Sams Teach Yourself the Internet in Ten Minutes 2nd Edition by Galen Grimes isn't a book any of you need, but if you want to give a book to Aunt Minnie to get her started, this is a good one. It's short and easy to understand.


Book Reviews by Talin: (August 2000)

----------

Guns, Germs and Steel: The Fates of Human Societies. Jared Diamond

The story of this Pulitzer prize-winning book starts out in New Guinea, where the author spent many years studing bird evolution. A local New Guinean friend asked him "Why is it that the white people brought so much cargo [i.e. technology and material goods], and the black people didn't have cargo to offer in return?" More generally, why did white Europoean civilizations end up colonizing and dominating such a large part of the world?

The book attempts to answer this question, layer by layer, peeling history like an onion. The proximate cause of Western success was, as the book's title suggests, guns, germs and steel. The Europeans had better weapons, industry, and nastier germs than did the Aztecs, the Incas, the Australian aborigines, the Polynesians, or the Indians.

But that is only the proximate cause. Why did the Europeans have the guns, germs and steel? Was it because the western races were "better"? The author quickly disposes of this argument, as well as a few other "standard" explanations.

Instead, he proposes a theory that the European success is due to a number of lucky factors of environment and geography.
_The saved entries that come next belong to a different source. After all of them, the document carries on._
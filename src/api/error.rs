// ==========================================
// 物料齐套测算系统 - API层错误类型
// ==========================================
// 职责: 定义API层错误类型，转换 Repository/Engine 错误为用户可读的错误消息
// ==========================================

use crate::engine::FulfillmentError;
use crate::repository::error::RepositoryError;
use thiserror::Error;

/// API层错误类型
#[derive(Error, Debug)]
pub enum ApiError {
    // ==========================================
    // 齐套测算错误
    // ==========================================
    /// 产品编码未命中
    /// 对外文案为固定契约，不做本地化
    #[error("Product with code {0} not found.")]
    ProductNotFound(String),

    // ==========================================
    // 业务规则错误
    // ==========================================
    #[error("无效输入: {0}")]
    InvalidInput(String),

    #[error("资源未找到: {0}")]
    NotFound(String),

    /// 请求体校验失败（带逐条违规明细）
    #[error("请求校验失败: {reason}")]
    RequestValidationError {
        reason: String,
        violations: Vec<FieldViolation>,
    },

    // ==========================================
    // 数据访问错误
    // ==========================================
    #[error("数据库错误: {0}")]
    DatabaseError(String),

    #[error("数据库连接失败: {0}")]
    DatabaseConnectionError(String),

    #[error("数据库事务失败: {0}")]
    DatabaseTransactionError(String),

    // ==========================================
    // 导入错误
    // ==========================================
    #[error("文件导入失败: {0}")]
    ImportError(String),

    #[error("数据验证失败: {0}")]
    ValidationError(String),

    // ==========================================
    // 通用错误
    // ==========================================
    #[error("内部错误: {0}")]
    InternalError(String),

    #[error(transparent)]
    Other(#[from] anyhow::Error),
}

// ==========================================
// 从 RepositoryError 转换
// 目的: 将仓储层的技术错误转换为用户可读的业务错误
// ==========================================
impl From<RepositoryError> for ApiError {
    fn from(err: RepositoryError) -> Self {
        match err {
            // 数据库错误
            RepositoryError::NotFound { entity, id } => {
                ApiError::NotFound(format!("{}(id={})不存在", entity, id))
            }
            RepositoryError::DatabaseConnectionError(msg) => ApiError::DatabaseConnectionError(msg),
            RepositoryError::DatabaseTransactionError(msg) => {
                ApiError::DatabaseTransactionError(msg)
            }
            RepositoryError::LockError(msg) => {
                ApiError::DatabaseConnectionError(format!("数据库锁获取失败: {}", msg))
            }
            RepositoryError::DatabaseQueryError(msg) => ApiError::DatabaseError(msg),
            RepositoryError::UniqueConstraintViolation(msg) => {
                ApiError::ValidationError(format!("唯一约束违反: {}", msg))
            }
            RepositoryError::ForeignKeyViolation(msg) => {
                ApiError::ValidationError(format!("外键约束违反: {}", msg))
            }

            // 数据质量错误
            RepositoryError::ValidationError(msg) => ApiError::ValidationError(msg),
            RepositoryError::FieldValueError { field, message } => {
                ApiError::InvalidInput(format!("字段{}错误: {}", field, message))
            }

            // 通用错误
            RepositoryError::InternalError(msg) => ApiError::InternalError(msg),
            RepositoryError::Other(err) => ApiError::Other(err),
        }
    }
}

// ==========================================
// 从 FulfillmentError 转换
// 目的: 引擎层错误映射为对外错误（含固定文案的编码未命中）
// ==========================================
impl From<FulfillmentError> for ApiError {
    fn from(err: FulfillmentError) -> Self {
        match err {
            FulfillmentError::ProductNotFound(code) => ApiError::ProductNotFound(code),
            FulfillmentError::RequirementOverflow {
                product_code,
                material_name,
            } => ApiError::InvalidInput(format!(
                "需求量溢出: 产品 {} 物料 {} 的需求超出可计算范围",
                product_code, material_name
            )),
            FulfillmentError::DataAccess(msg) => ApiError::DatabaseError(msg),
        }
    }
}

/// Result 类型别名
pub type ApiResult<T> = Result<T, ApiError>;

// ==========================================
// 请求字段违规详情
// ==========================================

/// 请求字段违规详情
#[derive(Debug, Clone, serde::Serialize, serde::Deserialize)]
pub struct FieldViolation {
    /// 请求数组中的下标（从 0 开始）
    pub index: usize,
    /// 字段名
    pub field: String,
    /// 违规说明
    pub message: String,
}
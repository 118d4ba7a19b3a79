// ==========================================
// 物料齐套测算系统 - API 层
// ==========================================
// 职责: 提供业务 API 接口，供 CLI 入口调用
// ==========================================

pub mod catalog_api;
pub mod error;
pub mod fulfillment_api;
pub mod validator;

// 重导出核心类型
pub use catalog_api::{CatalogApi, MaterialStockResponse, ProductDetailResponse, ProductListResponse};
pub use error::{ApiError, ApiResult, FieldViolation};
pub use fulfillment_api::{
    ErrorResponse, FulfillmentApi, FulfillmentLineDto, FulfillmentRequestEnvelope,
    FulfillmentResponse,
};
pub use validator::FulfillmentRequestValidator;
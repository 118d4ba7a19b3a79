// ==========================================
// 物料齐套测算系统 - 齐套测算 API
// ==========================================
// 职责: 齐套请求的解析、校验、测算与报文组装
// 红线: 编码未命中整批失败；对外报文字段为固定契约
// ==========================================

use serde::{Deserialize, Deserializer, Serialize};
use std::sync::Arc;
use tracing::debug;

use crate::api::error::{ApiError, ApiResult, FieldViolation};
use crate::api::validator::FulfillmentRequestValidator;
use crate::domain::fulfillment::{FulfillmentRequest, MaterialAllocation, ProductFulfillmentReport};
use crate::engine::FulfillmentOrchestrator;
use crate::perf::PerfGuard;
use crate::repository::bom_repo::BomLineRepository;
use crate::repository::product_repo::ProductRepository;
use crate::repository::stock_repo::StockLotRepository;

// ==========================================
// 请求 DTO
// ==========================================

/// 单条齐套请求行
///
/// product_code 允许字符串或整数两种 JSON 形态，统一归一为字符串；
/// quantity 缺省为 0。
#[derive(Debug, Clone, Serialize, Deserialize)]
pub struct FulfillmentLineDto {
    #[serde(deserialize_with = "deserialize_product_code")]
    pub product_code: String,
    #[serde(default)]
    pub quantity: i64,
}

/// 齐套请求报文（顶层 products 键包裹请求数组）
#[derive(Debug, Clone, Serialize, Deserialize)]
pub struct FulfillmentRequestEnvelope {
    pub products: Vec<FulfillmentLineDto>,
}

/// product_code 的字符串/整数双形态解析
fn deserialize_product_code<'de, D>(deserializer: D) -> Result<String, D::Error>
where
    D: Deserializer<'de>,
{
    #[derive(Deserialize)]
    #[serde(untagged)]
    enum CodeRepr {
        Text(String),
        Number(i64),
    }

    match CodeRepr::deserialize(deserializer)? {
        CodeRepr::Text(text) => Ok(text),
        CodeRepr::Number(number) => Ok(number.to_string()),
    }
}

impl From<FulfillmentLineDto> for FulfillmentRequest {
    fn from(dto: FulfillmentLineDto) -> Self {
        FulfillmentRequest::new(dto.product_code, dto.quantity)
    }
}

// ==========================================
// 响应 DTO
// ==========================================

/// 单条物料分配行
/// 对外字段名沿用仓位口径（warehouse_id 即批次 ID）
#[derive(Debug, Clone, PartialEq, Serialize, Deserialize)]
pub struct MaterialAllocationDto {
    /// 来源批次 ID（缺料标记为 null）
    pub warehouse_id: Option<i64>,
    /// 物料展示名称
    pub material_name: String,
    /// 分配/缺口数量
    pub qty: i64,
    /// 批次单价（缺料标记为 null）
    pub price: Option<f64>,
}

impl From<&MaterialAllocation> for MaterialAllocationDto {
    fn from(allocation: &MaterialAllocation) -> Self {
        Self {
            warehouse_id: allocation.lot_id,
            material_name: allocation.material_name.clone(),
            qty: allocation.quantity,
            price: allocation.price,
        }
    }
}

/// 单产品齐套报告
#[derive(Debug, Clone, Serialize, Deserialize)]
pub struct ProductReportDto {
    /// 产品展示名称
    pub product_name: String,
    /// 请求的成品数量（非已满足数量）
    pub product_qty: i64,
    /// 物料分配明细（清单行顺序）
    pub product_materials: Vec<MaterialAllocationDto>,
}

impl From<&ProductFulfillmentReport> for ProductReportDto {
    fn from(report: &ProductFulfillmentReport) -> Self {
        Self {
            product_name: report.product_name.clone(),
            product_qty: report.quantity,
            product_materials: report.allocations.iter().map(Into::into).collect(),
        }
    }
}

/// 齐套测算成功响应
#[derive(Debug, Clone, Serialize, Deserialize)]
pub struct FulfillmentResponse {
    /// 与请求同序的产品报告列表
    pub result: Vec<ProductReportDto>,
}

impl FulfillmentResponse {
    pub fn from_reports(reports: &[ProductFulfillmentReport]) -> Self {
        Self {
            result: reports.iter().map(Into::into).collect(),
        }
    }
}

/// 齐套测算失败响应
///
/// errors 为字符串（编码未命中等单消息错误）或
/// 字段违规数组（请求形状校验失败）。
#[derive(Debug, Clone, Serialize, Deserialize)]
pub struct ErrorResponse {
    pub errors: serde_json::Value,
}

impl ErrorResponse {
    /// 单消息错误
    pub fn message(msg: impl Into<String>) -> Self {
        Self {
            errors: serde_json::Value::String(msg.into()),
        }
    }

    /// 字段违规明细错误
    pub fn field_violations(violations: &[FieldViolation]) -> Self {
        Self {
            errors: serde_json::to_value(violations)
                .unwrap_or_else(|_| serde_json::Value::String("请求校验失败".to_string())),
        }
    }

    /// 从 API 错误组装失败响应
    pub fn from_api_error(err: &ApiError) -> Self {
        match err {
            ApiError::RequestValidationError { violations, .. } => {
                Self::field_violations(violations)
            }
            other => Self::message(other.to_string()),
        }
    }
}

// ==========================================
// FulfillmentApi - 齐套测算 API
// ==========================================

/// 齐套测算API
///
/// 职责：
/// 1. 请求行规范化（编码归一为字符串）与形状校验
/// 2. 调用编排器执行整批测算
/// 3. 组装对外报文（成功 result / 失败 errors）
pub struct FulfillmentApi {
    orchestrator: FulfillmentOrchestrator<ProductRepository, BomLineRepository, StockLotRepository>,
    validator: FulfillmentRequestValidator,
}

impl FulfillmentApi {
    /// 创建新的FulfillmentApi实例
    ///
    /// # 参数
    /// - product_repo: 产品主数据仓储
    /// - bom_repo: BOM 清单仓储
    /// - stock_repo: 库存批次仓储
    pub fn new(
        product_repo: Arc<ProductRepository>,
        bom_repo: Arc<BomLineRepository>,
        stock_repo: Arc<StockLotRepository>,
    ) -> Self {
        Self {
            orchestrator: FulfillmentOrchestrator::new(product_repo, bom_repo, stock_repo),
            validator: FulfillmentRequestValidator::new(),
        }
    }

    /// 批量齐套测算
    ///
    /// # 参数
    /// - lines: 请求行列表（与报文数组同序）
    ///
    /// # 返回
    /// - Ok(FulfillmentResponse): 与请求同序的产品报告
    /// - Err(ApiError::RequestValidationError): 形状校验失败
    /// - Err(ApiError::ProductNotFound): 首个未命中的产品编码，整批失败
    /// - Err(ApiError::InvalidInput): 行需求放大后超出可计算范围
    pub async fn fulfill_products(
        &self,
        lines: Vec<FulfillmentLineDto>,
    ) -> ApiResult<FulfillmentResponse> {
        let _guard = PerfGuard::new("fulfill_products");

        // 规范化 + 形状校验
        let requests: Vec<FulfillmentRequest> =
            lines.into_iter().map(FulfillmentRequest::from).collect();
        self.validator.validate(&requests)?;

        debug!(request_count = requests.len(), "开始批量齐套测算");

        // 引擎测算（编码未命中整批失败）
        let reports = self.orchestrator.fulfill_batch(&requests).await?;

        Ok(FulfillmentResponse::from_reports(&reports))
    }

    /// 解析请求报文并执行批量齐套测算
    ///
    /// # 参数
    /// - body: JSON 报文，顶层须含 products 数组
    pub async fn fulfill_from_json(&self, body: &str) -> ApiResult<FulfillmentResponse> {
        let envelope: FulfillmentRequestEnvelope = serde_json::from_str(body)
            .map_err(|e| ApiError::InvalidInput(format!("请求报文解析失败: {}", e)))?;

        self.fulfill_products(envelope.products).await
    }
}

#[cfg(test)]
mod tests {
    use super::*;

    // ==========================================
    // 请求解析测试
    // ==========================================

    #[test]
    fn test_line_dto_accepts_string_code() {
        let dto: FulfillmentLineDto =
            serde_json::from_str(r#"{"product_code": "P1001", "quantity": 3}"#).unwrap();
        assert_eq!(dto.product_code, "P1001");
        assert_eq!(dto.quantity, 3);
    }

    #[test]
    fn test_line_dto_accepts_integer_code() {
        let dto: FulfillmentLineDto =
            serde_json::from_str(r#"{"product_code": 238923, "quantity": 100}"#).unwrap();
        assert_eq!(dto.product_code, "238923"); // 整数归一为字符串
    }

    #[test]
    fn test_line_dto_missing_quantity_defaults_zero() {
        let dto: FulfillmentLineDto =
            serde_json::from_str(r#"{"product_code": "P1001"}"#).unwrap();
        assert_eq!(dto.quantity, 0);
    }

    #[test]
    fn test_envelope_requires_products_key() {
        let parsed: Result<FulfillmentRequestEnvelope, _> =
            serde_json::from_str(r#"{"items": []}"#);
        assert!(parsed.is_err());

        let envelope: FulfillmentRequestEnvelope = serde_json::from_str(
            r#"{"products": [{"product_code": 7, "quantity": 1}]}"#,
        )
        .unwrap();
        assert_eq!(envelope.products.len(), 1);
        assert_eq!(envelope.products[0].product_code, "7");
    }

    // ==========================================
    // 响应报文形状测试
    // ==========================================

    #[test]
    fn test_response_wire_shape() {
        let report = ProductFulfillmentReport {
            product_name: "Koylak".to_string(),
            quantity: 50,
            allocations: vec![
                MaterialAllocation::from_lot(1, "Mato", 30, Some(1000.0)),
                MaterialAllocation::shortage("Mato", 20),
            ],
        };
        let response = FulfillmentResponse::from_reports(&[report]);

        let value = serde_json::to_value(&response).unwrap();
        assert_eq!(value["result"][0]["product_name"], "Koylak");
        assert_eq!(value["result"][0]["product_qty"], 50);

        let materials = &value["result"][0]["product_materials"];
        assert_eq!(materials[0]["warehouse_id"], 1);
        assert_eq!(materials[0]["material_name"], "Mato");
        assert_eq!(materials[0]["qty"], 30);
        assert_eq!(materials[0]["price"], 1000.0);

        // 缺料标记: warehouse_id 与 price 序列化为 null
        assert!(materials[1]["warehouse_id"].is_null());
        assert_eq!(materials[1]["qty"], 20);
        assert!(materials[1]["price"].is_null());
    }

    #[test]
    fn test_error_response_not_found_shape() {
        let err = ApiError::ProductNotFound("238923".to_string());
        let response = ErrorResponse::from_api_error(&err);

        let body = serde_json::to_string(&response).unwrap();
        assert_eq!(
            body,
            r#"{"errors":"Product with code 238923 not found."}"#
        );
    }

    #[test]
    fn test_error_response_validation_shape() {
        let err = ApiError::RequestValidationError {
            reason: "1条请求行校验失败".to_string(),
            violations: vec![FieldViolation {
                index: 0,
                field: "quantity".to_string(),
                message: "数量不能为负数: -1".to_string(),
            }],
        };
        let response = ErrorResponse::from_api_error(&err);

        let value = serde_json::to_value(&response).unwrap();
        assert!(value["errors"].is_array());
        assert_eq!(value["errors"][0]["field"], "quantity");
        assert_eq!(value["errors"][0]["index"], 0);
    }
}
First, the early middle-eastern peoples (specifically the fertile crescent) had access to more domesticable plant species than any other part of the world. According the archeological evidence, there are at least five, and possibly as many as nine places in the world where plant domestication was developed independently. Each of these developments involved plants which were indigenous to the local climate and soil. In China, it was rice and millet; In New Guinea it was sugar cane and banana; In Mesoamerica it was corn, beans and squash.

However, the fertile crescent had a genetic "capital" which outshone all of these, with wheat (and many other cereals), peas, olives and much more.

Diamond points out that of all the various plants in the world, only a tiny fraction are domesticable. In the last few centuries, only a handful of species (such as pecans) have been added to the list. It wasn't a failure of ingenuity on the part of the Mississipi valley Indians that they only developed three crops, and relatively meager ones in terms of nutritional value. It was simply bad luck. Primitive peoples aren't, as a rule, stupid. In fact, once lines of trade had been established between the Mesoamericans and the Mississipi valley indians, the Mesoamerican crops (which were vastly superior) had displaced most of the "native" crops within about a century.

A second factor was that the dwellers of the fertile crescent also had access to far more domesticable animal species. Of the fourteen "ancient" domesticated animal species weighing over 100 pounds, 13 of them come from or were available to the fertile crescent dwellers. The sole exception was the Andean Llama.

Again, Diamond points out that only a small number of animal species can be domesticated. The zebra, for example, is superficially similar to a horse, but grows nastier and more dangerous with age (more zookeepers are injured by zebras than by tigers). Cheetas and giraffes won't breed in captivity. Bears would make fantastic meat animals, but they are far too dangerous to keep around. Other species don't have the right type of herd instinct - they can't be "herded", which makes grazing them too much work to bother with. Yet others fight amongst themselves. The list goes on.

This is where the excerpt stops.